Platelet counts are considered normal when within a range of 150,000–400,000 per mm3. In patients with a platelet count of less than 20,000 per mm3, bleeding gums and nosebleeds may occur and, in some cases, very serious complications such as subarachnoid, intracerebral hemorrhage or other internal bleeding may develop.
In November 2005, a U.S. Food and Drug Administration (FDA) alert warned that three patients in a clinical study of Campath) developed severe ITP. The alert reaffirmed that Campath, which is used to treat a form of blood cancer called B-cell chronic lymphocytic leukemia (B-CLL), is not approved for the treatment of Multiple Sclerosis (MS). It further advised that anyone concerned with taking the drug should first consult with his or her healthcare professional.
To diagnose ITP, other blood abnormalities except for low platelet count should first be excluded, and there should typically not be any physical signs other than bleeding (the spleen, for instance, is usually not enlarged in cases of ITP). Secondary causes, which make up about five to ten percent of suspected ITP cases, should then be excluded. These may include antiphospholipid syndrome, congenital causes, cirrhosis, hepatitis C, leukemia, lupus erythematosus, and medications such as quinine or heparin, and Von Willebrand factor deficiency, among others. Evans syndrome, in which autoimmune hemolytic anemia and ITP coexist, occurs in about one percent of cases.
If the diagnosis is in doubt, the patient does not respond to treatment, or the patient is over 60 years old, a bone marrow examination may be performed. A blood analysis for antiplatelet antibodies has a specificity of only 80 percent, so it depends on the particulars of each case whether it should be undertaken.
Patients with a platelet count below 20,000 usually require treatment, and those with a count above 50,000 generally do not. Treatment for patients with a platelet count in the 20,000 – 50,000 range is considered on a case-by-case basis. Any patient with significant mucocutaneous or internal bleeding, however, should be hospitalized.

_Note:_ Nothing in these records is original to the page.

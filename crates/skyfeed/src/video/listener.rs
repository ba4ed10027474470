// SPDX-License-Identifier: Apache-2.0 OR MIT
// Copyright (c) 2025-2026 naskel.com

//! Fragment listener: the unreliable-transport receiver.
//!
//! Bound once at startup and kept for the life of the process. Its
//! availability does not depend on the control session, so reconnects never
//! restart it.

use std::io;
use std::net::{SocketAddr, UdpSocket};
use std::sync::atomic::{AtomicU64, Ordering};
use std::sync::Arc;
use std::thread::{self, JoinHandle};
use std::time::Duration;

use socket2::{Domain, Protocol, Socket, Type};

use super::queue::FragmentSender;
use crate::config::StreamConfig;
use crate::error::{Error, TransportError};
use crate::shutdown::Shutdown;

/// Largest possible UDP payload; the receive buffer always holds a whole
/// datagram regardless of the SO_RCVBUF request.
pub const MAX_DATAGRAM_SIZE: usize = 64 * 1024;

/// Receiver counters.
#[derive(Debug, Default)]
pub struct ListenerStats {
    pub datagrams: AtomicU64,
    pub bytes: AtomicU64,
    pub errors: AtomicU64,
}

/// Bound video endpoint, ready to spawn.
pub struct FragmentListener {
    socket: UdpSocket,
    local_addr: SocketAddr,
    sender: FragmentSender,
    stats: Arc<ListenerStats>,
}

impl FragmentListener {
    /// Bind the video endpoint.
    ///
    /// The kernel receive buffer is a request; a refusal is logged and the
    /// listener continues with whatever the OS granted.
    pub fn bind(config: &StreamConfig, sender: FragmentSender) -> Result<Self, TransportError> {
        let addr = config.video_bind_addr();
        let socket = bind_socket(addr, config.recv_buffer_size, config.io_timeout())
            .map_err(|source| TransportError::Bind { addr, source })?;
        let local_addr = socket
            .local_addr()
            .map_err(|source| TransportError::Bind { addr, source })?;

        log::info!("[VIDEO] listening on {}", local_addr);

        Ok(Self {
            socket,
            local_addr,
            sender,
            stats: Arc::new(ListenerStats::default()),
        })
    }

    /// Actual bound address (resolves port 0).
    pub fn local_addr(&self) -> SocketAddr {
        self.local_addr
    }

    pub fn stats(&self) -> Arc<ListenerStats> {
        Arc::clone(&self.stats)
    }

    /// Run the receive loop on a named thread.
    pub fn spawn(self, shutdown: Shutdown) -> Result<JoinHandle<()>, Error> {
        thread::Builder::new()
            .name("skyfeed-udp-rx".to_string())
            .spawn(move || self.run(&shutdown))
            .map_err(|source| Error::Thread {
                name: "skyfeed-udp-rx",
                source,
            })
    }

    /// Receive until shutdown. Errors are counted and retried.
    pub fn run(self, shutdown: &Shutdown) {
        let mut buf = vec![0u8; MAX_DATAGRAM_SIZE];

        while !shutdown.is_triggered() {
            match self.socket.recv_from(&mut buf) {
                Ok((0, _)) => {}
                Ok((n, _peer)) => {
                    self.stats.datagrams.fetch_add(1, Ordering::Relaxed);
                    self.stats.bytes.fetch_add(n as u64, Ordering::Relaxed);
                    if self.sender.push(buf[..n].to_vec()) {
                        log::trace!("[VIDEO] fragment ring full, dropped oldest datagram");
                    }
                }
                Err(e) if is_timeout(&e) => {}
                Err(e) => {
                    self.stats.errors.fetch_add(1, Ordering::Relaxed);
                    if !shutdown.is_triggered() {
                        log::warn!("[VIDEO] {}", TransportError::Receive(e));
                    }
                }
            }
        }

        log::debug!("[VIDEO] listener on {} stopped", self.local_addr);
    }
}

fn bind_socket(addr: SocketAddr, recv_buffer: usize, timeout: Duration) -> io::Result<UdpSocket> {
    let domain = if addr.is_ipv4() {
        Domain::IPV4
    } else {
        Domain::IPV6
    };
    let socket = Socket::new(domain, Type::DGRAM, Some(Protocol::UDP))?;
    socket.set_reuse_address(true)?;
    if let Err(e) = socket.set_recv_buffer_size(recv_buffer) {
        log::warn!("[VIDEO] could not set SO_RCVBUF={}: {}", recv_buffer, e);
    }
    socket.bind(&addr.into())?;

    let socket: UdpSocket = socket.into();
    socket.set_read_timeout(Some(timeout))?;
    Ok(socket)
}

fn is_timeout(err: &io::Error) -> bool {
    matches!(
        err.kind(),
        io::ErrorKind::WouldBlock | io::ErrorKind::TimedOut | io::ErrorKind::Interrupted
    )
}
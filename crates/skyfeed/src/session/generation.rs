// SPDX-License-Identifier: Apache-2.0 OR MIT
// Copyright (c) 2025-2026 naskel.com

//! Connection-attempt generations.
//!
//! Every attempt gets a fresh id. Background tasks hold an
//! [`AttemptContext`] and act only while their id is still the current one,
//! so a straggling task from a torn-down attempt can never touch the next
//! session.

use std::sync::atomic::{AtomicU64, Ordering};
use std::sync::Arc;

use crossbeam::channel::{self, Receiver, Sender};

use crate::error::TransportError;

/// Value of `current` when no attempt is live.
const NONE: u64 = 0;

#[derive(Debug, Default)]
struct Counters {
    issued: AtomicU64,
    current: AtomicU64,
}

/// Issuer of attempt ids. Cheap to clone.
#[derive(Clone, Debug, Default)]
pub struct Generation {
    counters: Arc<Counters>,
}

impl Generation {
    pub fn new() -> Self {
        Self::default()
    }

    /// Start a new attempt, superseding any previous one.
    pub fn begin(&self) -> AttemptContext {
        let id = self.counters.issued.fetch_add(1, Ordering::SeqCst) + 1;
        self.counters.current.store(id, Ordering::SeqCst);
        AttemptContext {
            id,
            counters: Arc::clone(&self.counters),
        }
    }

    /// Id of the live attempt, or `None` between attempts.
    pub fn current(&self) -> Option<u64> {
        match self.counters.current.load(Ordering::SeqCst) {
            NONE => None,
            id => Some(id),
        }
    }
}

/// Tag carried by every task spawned for one attempt.
#[derive(Clone, Debug)]
pub struct AttemptContext {
    id: u64,
    counters: Arc<Counters>,
}

impl AttemptContext {
    pub fn id(&self) -> u64 {
        self.id
    }

    pub fn is_current(&self) -> bool {
        self.counters.current.load(Ordering::SeqCst) == self.id
    }

    /// Invalidate this attempt. No-op if a newer attempt already began.
    pub fn retire(&self) {
        let _ = self.counters.current.compare_exchange(
            self.id,
            NONE,
            Ordering::SeqCst,
            Ordering::SeqCst,
        );
    }
}

/// Disconnect notification raised by an attempt's background tasks.
///
/// Only the first failure of a live attempt reaches the supervisor; reports
/// from retired attempts are dropped.
#[derive(Clone, Debug)]
pub(crate) struct DisconnectSignal {
    tx: Sender<TransportError>,
    attempt: AttemptContext,
}

impl DisconnectSignal {
    pub(crate) fn new(attempt: AttemptContext) -> (Self, Receiver<TransportError>) {
        let (tx, rx) = channel::bounded(1);
        (Self { tx, attempt }, rx)
    }

    pub(crate) fn attempt(&self) -> &AttemptContext {
        &self.attempt
    }

    pub(crate) fn raise(&self, reason: TransportError) {
        if !self.attempt.is_current() {
            log::trace!(
                "[CTP] ignoring disconnect from retired attempt {}: {}",
                self.attempt.id(),
                reason
            );
            return;
        }
        let _ = self.tx.try_send(reason);
    }
}

#[cfg(test)]
mod tests {
    use super::*;

    #[test]
    fn test_new_attempt_supersedes_old() {
        let generation = Generation::new();
        let first = generation.begin();
        assert!(first.is_current());

        let second = generation.begin();
        assert!(!first.is_current());
        assert!(second.is_current());
        assert_eq!(second.id(), first.id() + 1);
    }

    #[test]
    fn test_retire_clears_current() {
        let generation = Generation::new();
        let attempt = generation.begin();
        attempt.retire();
        assert!(!attempt.is_current());
        assert_eq!(generation.current(), None);
    }

    #[test]
    fn test_stale_retire_keeps_newer_attempt() {
        let generation = Generation::new();
        let old = generation.begin();
        let new = generation.begin();
        old.retire();
        assert!(new.is_current());
        assert_eq!(generation.current(), Some(new.id()));
    }

    #[test]
    fn test_retired_attempt_cannot_signal() {
        let generation = Generation::new();
        let old = generation.begin();
        let (signal, rx) = DisconnectSignal::new(old.clone());
        let _new = generation.begin();

        signal.raise(TransportError::Closed);
        assert!(rx.try_recv().is_err());
    }

    #[test]
    fn test_first_disconnect_wins() {
        let generation = Generation::new();
        let (signal, rx) = DisconnectSignal::new(generation.begin());
        signal.raise(TransportError::Closed);
        signal.raise(TransportError::NotConnected);

        assert!(matches!(rx.try_recv(), Ok(TransportError::Closed)));
        assert!(rx.try_recv().is_err());
    }
}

Treatment usually begins with any, or a combination, of intravenous immunoglobulin (IVIg), intravenous steroids (prednisone or methylprednisolone), and/or platelet infusions. In less severe cases, or after the platelet count has been stabilized, oral prednistone is prescribed, and then the dose is gradually reduced. 60 – 90 percent of patients relapse, however, and a splenectomy (removal of the spleen) may need to be considered (the spleen is where a large number of the platelets are ultimately destroyed). Splenectomy tends to be less successful in older patients.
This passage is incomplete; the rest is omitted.